Problem to work on: Below are some records. Print exactly the lines between the one holding "if let Some(dir)" and the one holding "async fn main()", inclusive, and nothing else.

The input START

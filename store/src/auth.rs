//! Credential storage trait.

use crate::StoreError;
use tracker_types::Auth;

/// Account name to trusted public key.
pub trait AuthStore {
    fn get_auth(&self, account: &str) -> Result<Auth, StoreError>;
    fn put_auth(&self, auth: &Auth) -> Result<(), StoreError>;
    fn iter_auths(&self) -> Result<Vec<Auth>, StoreError>;

    /// Replace the key of an existing account.
    fn update_public_key(&self, account: &str, public_key: &str) -> Result<(), StoreError>;
}
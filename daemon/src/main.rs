//! Miner tracker daemon: runs the tracker service and provisions relay
//! credentials.

use std::path::PathBuf;

use anyhow::Context;
use clap::Parser;
use tracker_crypto::normalize_public_key;
use tracker_node::{MinerTracker, TrackerConfig};
use tracker_store::AuthStore;
use tracker_store_lmdb::LmdbEnvironment;
use tracker_types::{Auth, PublicKey};
use tracker_utils::{init_logging, LogFormat};

#[derive(Parser)]
#[command(name = "miner-tracker", about = "Storage miner registry tracker")]
struct Cli {
    /// Path to a TOML configuration file. If provided, file settings
    /// are used as the base; CLI flags and env vars override them.
    #[arg(long, env = "TRACKER_CONFIG")]
    config: Option<PathBuf>,

    /// Data directory for the LMDB environment.
    #[arg(long, env = "TRACKER_DATA_DIR")]
    data_dir: Option<PathBuf>,

    /// Address of the HTTP API.
    #[arg(long, env = "TRACKER_HTTP_ADDR")]
    http_bind_addr: Option<String>,

    /// Address of the relay's WebSocket endpoint.
    #[arg(long, env = "TRACKER_RELAY_ADDR")]
    relay_bind_addr: Option<String>,

    /// Chain node used to resolve account keys.
    #[arg(long, env = "TRACKER_EOS_URL")]
    eos_url: Option<String>,

    /// Log level: "trace", "debug", "info", "warn", "error".
    #[arg(long, env = "TRACKER_LOG_LEVEL")]
    log_level: Option<String>,

    /// Log format: "human" or "json".
    #[arg(long, env = "TRACKER_LOG_FORMAT")]
    log_format: Option<String>,

    #[command(subcommand)]
    command: Command,
}

#[derive(clap::Subcommand)]
enum Command {
    /// Run the tracker until SIGINT/SIGTERM.
    Run,
    /// Manage relay credentials. Run only while the tracker is stopped.
    Auth {
        #[command(subcommand)]
        action: AuthAction,
    },
    /// Print the effective configuration as TOML.
    Config,
}

#[derive(clap::Subcommand)]
enum AuthAction {
    /// Store or replace the trusted key of an account.
    Put {
        #[arg(long)]
        account: String,
        /// Hex Ed25519 public key, optionally with a network prefix.
        #[arg(long)]
        public_key: String,
    },
    /// List stored accounts and keys.
    List,
}

impl Cli {
    fn load_config(&self) -> anyhow::Result<TrackerConfig> {
        let mut config = match &self.config {
            Some(path) => TrackerConfig::from_toml_file(&path.to_string_lossy())
                .with_context(|| format!("loading config from {}", path.display()))?,
            None => TrackerConfig::default(),
        };
        if let Some(dir) = &self.data_dir {
            config.data_dir = dir.clone();
        }
        if let Some(addr) = &self.http_bind_addr {
            config.http_bind_addr = addr.clone();
        }
        if let Some(addr) = &self.relay_bind_addr {
            config.mq.server.bind_addr = addr.clone();
        }
        if let Some(url) = &self.eos_url {
            config.eos_url = url.clone();
        }
        if let Some(level) = &self.log_level {
            config.logger.level = level.clone();
        }
        if let Some(format) = &self.log_format {
            config.logger.format = LogFormat::parse(format);
        }
        Ok(config)
    }
}

#[tokio::main]
async fn main() -> anyhow::Result<()> {
    let cli = Cli::parse();
    let config = cli.load_config()?;
    init_logging(config.logger.format, &config.logger.level)
        .map_err(|e| anyhow::anyhow!("installing log subscriber: {e}"))?;

    match cli.command {
        Command::Run => {
            let mut tracker = MinerTracker::new(config).context("opening tracker storage")?;
            tracker.start().await?;

            tracing::info!("shutdown signal received, stopping tracker");
            tracker.stop().await?;
            tracing::info!("miner tracker exited cleanly");
        }
        Command::Auth { action } => {
            let env = LmdbEnvironment::open(
                &config.data_dir,
                &config.store.names(),
                config.store.map_size,
            )
            .context("opening tracker storage")?;
            let auths = env.auth_store();
            match action {
                AuthAction::Put {
                    account,
                    public_key,
                } => {
                    let public_key = normalize_public_key(&public_key).to_string();
                    PublicKey::from_hex(&public_key).context("invalid public key")?;
                    auths.put_auth(&Auth {
                        account: account.clone(),
                        public_key,
                    })?;
                    tracing::info!(%account, "account key stored");
                }
                AuthAction::List => {
                    for auth in auths.iter_auths()? {
                        println!("{}\t{}", auth.account, auth.public_key);
                    }
                }
            }
        }
        Command::Config => {
            print!("{}", config.to_toml_string()?);
        }
    }

    Ok(())
}
//! The registry facade behind the HTTP API.

use std::sync::Arc;

use tracker_rpc::{RpcError, TrackerApi};
use tracker_store::{NodeQuery, NodeStore, SortOrder};
use tracker_types::{Node, NodeId, ReadableNode};

use crate::admin::StableStatAdmin;
use crate::metrics::TrackerMetrics;
use crate::readable::ReadableNodesCache;

pub struct RegistryApi {
    store: Arc<dyn NodeStore + Send + Sync>,
    readable: Arc<ReadableNodesCache>,
    admin: StableStatAdmin,
    metrics: Arc<TrackerMetrics>,
}

impl RegistryApi {
    pub fn new(
        store: Arc<dyn NodeStore + Send + Sync>,
        readable: Arc<ReadableNodesCache>,
        admin: StableStatAdmin,
        metrics: Arc<TrackerMetrics>,
    ) -> Self {
        Self {
            store,
            readable,
            admin,
            metrics,
        }
    }
}

impl TrackerApi for RegistryApi {
    fn query_nodes(
        &self,
        query: &NodeQuery,
        sort: Option<&str>,
        order: SortOrder,
        limit: usize,
    ) -> Result<Vec<Node>, RpcError> {
        Ok(self.store.filter_nodes(query, sort, order, limit)?)
    }

    async fn readable_nodes(&self) -> Arc<Vec<ReadableNode>> {
        self.readable.get().await
    }

    fn reset_stable_stat(&self, id: Option<NodeId>) -> Result<usize, RpcError> {
        Ok(self.admin.reset(id)?)
    }

    fn refresh_stable_stat(&self, id: Option<NodeId>) -> Result<usize, RpcError> {
        Ok(self.admin.refresh(id)?)
    }

    fn metrics_text(&self) -> Result<String, RpcError> {
        self.metrics
            .encode()
            .map_err(|e| RpcError::Metrics(e.to_string()))
    }
}
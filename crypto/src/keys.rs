//! Ed25519 key generation.

use ed25519_dalek::SigningKey;
use rand::rngs::OsRng;
use tracker_types::{KeyPair, PrivateKey, PublicKey};

/// Generate a new Ed25519 key pair from a secure random source.
pub fn generate_keypair() -> KeyPair {
    let signing_key = SigningKey::generate(&mut OsRng);
    let verifying_key = signing_key.verifying_key();
    KeyPair {
        public: PublicKey(verifying_key.to_bytes()),
        private: PrivateKey(signing_key.to_bytes()),
    }
}

/// Derive the public key from a private key.
pub fn public_from_private(private: &PrivateKey) -> PublicKey {
    let signing_key = SigningKey::from_bytes(&private.0);
    PublicKey(signing_key.verifying_key().to_bytes())
}

/// Reconstruct a full key pair from a private key.
pub fn keypair_from_private(private: PrivateKey) -> KeyPair {
    let public = public_from_private(&private);
    KeyPair { public, private }
}

/// Derive a key pair from a 32-byte seed (deterministic).
pub fn keypair_from_seed(seed: &[u8; 32]) -> KeyPair {
    keypair_from_private(PrivateKey(*seed))
}
//! Miner tracker service.
//!
//! Keeps a registry of storage nodes eventually consistent across a fleet
//! of trackers:
//! - Merges node snapshots broadcast by peers and republishes the result
//! - Follows each peer's lifecycle log for registrations and removals
//! - Optionally seeds the registry from peers' full miner lists
//! - Refreshes relay credentials from the chain
//! - Maintains the readable-nodes snapshot and StableStat administration
//!   behind the HTTP API

pub mod admin;
pub mod api;
pub mod bootstrap;
pub mod config;
pub mod credentials;
pub mod error;
pub mod merge;
pub mod metrics;
pub mod node;
pub mod readable;
pub mod shutdown;
pub mod sync;
pub mod tracing_spans;
pub mod tracker;

pub use admin::StableStatAdmin;
pub use api::RegistryApi;
pub use bootstrap::{BootstrapConfig, BootstrapSummary, Bootstrapper};
pub use config::TrackerConfig;
pub use credentials::{CredentialRefresher, RefreshSummary};
pub use error::TrackerError;
pub use merge::{MergeEngine, MergeOutcome};
pub use metrics::TrackerMetrics;
pub use node::MinerTracker;
pub use readable::{ReadableNodesCache, ReadableRefresher};
pub use shutdown::ShutdownController;
pub use sync::SyncHandler;
pub use tracker::{LogTracker, LogTrackerConfig, PollOutcome};
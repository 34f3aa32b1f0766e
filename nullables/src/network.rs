//! Nullable relay client: record publications without sending them.

use std::sync::atomic::{AtomicBool, Ordering};
use std::sync::Mutex;

use tracker_network::Publisher;

/// A publisher that records every message instead of routing it.
#[derive(Default)]
pub struct NullPublisher {
    published: Mutex<Vec<(String, Vec<u8>)>>,
    reject: AtomicBool,
}

impl NullPublisher {
    pub fn new() -> Self {
        Self::default()
    }

    /// Make every following publish report a full queue.
    pub fn reject_all(&self) {
        self.reject.store(true, Ordering::SeqCst);
    }

    /// Everything accepted so far, as `(topic, content)`.
    pub fn published(&self) -> Vec<(String, Vec<u8>)> {
        self.published
            .lock()
            .unwrap_or_else(|e| e.into_inner())
            .clone()
    }

    pub fn count(&self) -> usize {
        self.published
            .lock()
            .unwrap_or_else(|e| e.into_inner())
            .len()
    }
}

impl Publisher for NullPublisher {
    fn publish(&self, topic: &str, content: Vec<u8>) -> bool {
        if self.reject.load(Ordering::SeqCst) {
            return false;
        }
        self.published
            .lock()
            .unwrap_or_else(|e| e.into_inner())
            .push((topic.to_string(), content));
        true
    }
}
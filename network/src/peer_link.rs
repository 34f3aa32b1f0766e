//! Persistent outbound subscriptions to peer relays.
//!
//! One task per peer URL: connect with the local credential, feed every
//! inbound message to the handler until the connection ends, wait a fixed
//! delay, and start over. There is no retry limit and no backoff growth.
//! Tasks stop only when shutdown is signalled.

use std::sync::Arc;
use std::time::Duration;

use tokio::sync::broadcast;
use tokio::task::JoinHandle;
use tracing::{info, warn, Instrument};

use crate::message::{Handshake, Message};
use crate::ws_client::{RunExit, WsClient, WsClientConfig};

pub const DEFAULT_RETRY_DELAY: Duration = Duration::from_secs(3);

/// Receives what peer links observe.
pub trait PeerHandler: Send + Sync + 'static {
    fn on_message(&self, url: &str, msg: Message);

    fn on_connected(&self, _url: &str) {}

    fn on_disconnected(&self, _url: &str) {}
}

pub struct PeerLinkManager {
    urls: Vec<String>,
    handshake: Handshake,
    config: WsClientConfig,
    retry_delay: Duration,
}

impl PeerLinkManager {
    pub fn new(
        urls: Vec<String>,
        handshake: Handshake,
        config: WsClientConfig,
        retry_delay: Duration,
    ) -> Self {
        Self {
            urls,
            handshake,
            config,
            retry_delay,
        }
    }

    pub fn urls(&self) -> &[String] {
        &self.urls
    }

    /// Start one link task per peer.
    pub fn spawn(
        &self,
        handler: Arc<dyn PeerHandler>,
        shutdown: &broadcast::Sender<()>,
    ) -> Vec<JoinHandle<()>> {
        self.urls
            .iter()
            .map(|url| {
                let link = PeerLink {
                    url: url.clone(),
                    handshake: self.handshake.clone(),
                    config: self.config.clone(),
                    retry_delay: self.retry_delay,
                };
                let span = tracing::info_span!("peer_link", url = %url);
                tokio::spawn(
                    link.run(Arc::clone(&handler), shutdown.subscribe())
                        .instrument(span),
                )
            })
            .collect()
    }
}

struct PeerLink {
    url: String,
    handshake: Handshake,
    config: WsClientConfig,
    retry_delay: Duration,
}

impl PeerLink {
    async fn run(self, handler: Arc<dyn PeerHandler>, mut shutdown: broadcast::Receiver<()>) {
        loop {
            let connected = tokio::select! {
                biased;
                _ = shutdown.recv() => return,
                res = WsClient::connect(&self.url, &self.handshake, self.config.clone()) => res,
            };

            match connected {
                Ok(client) => {
                    info!("connected to peer relay");
                    handler.on_connected(&self.url);
                    let url = self.url.as_str();
                    let exit = client
                        .run(|msg| handler.on_message(url, msg), &mut shutdown)
                        .await;
                    handler.on_disconnected(&self.url);
                    match exit {
                        Ok(RunExit::Shutdown) => return,
                        Ok(RunExit::Closed) => info!("peer relay closed the connection"),
                        Err(e) => warn!(error = %e, "peer relay connection lost"),
                    }
                }
                Err(e) => warn!(error = %e, "cannot connect to peer relay"),
            }

            tokio::select! {
                biased;
                _ = shutdown.recv() => return,
                _ = tokio::time::sleep(self.retry_delay) => {}
            }
        }
    }
}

The input END

Reply to the exercise:
        if let Some(dir) = &self.data_dir {
            config.data_dir = dir.clone();
        }
        if let Some(addr) = &self.http_bind_addr {
            config.http_bind_addr = addr.clone();
        }
        if let Some(addr) = &self.relay_bind_addr {
            config.mq.server.bind_addr = addr.clone();
        }
        if let Some(url) = &self.eos_url {
            config.eos_url = url.clone();
        }
        if let Some(level) = &self.log_level {
            config.logger.level = level.clone();
        }
        if let Some(format) = &self.log_format {
            config.logger.format = LogFormat::parse(format);
        }
        Ok(config)
    }
}

#[tokio::main]
async fn main() -> anyhow::Result<()> {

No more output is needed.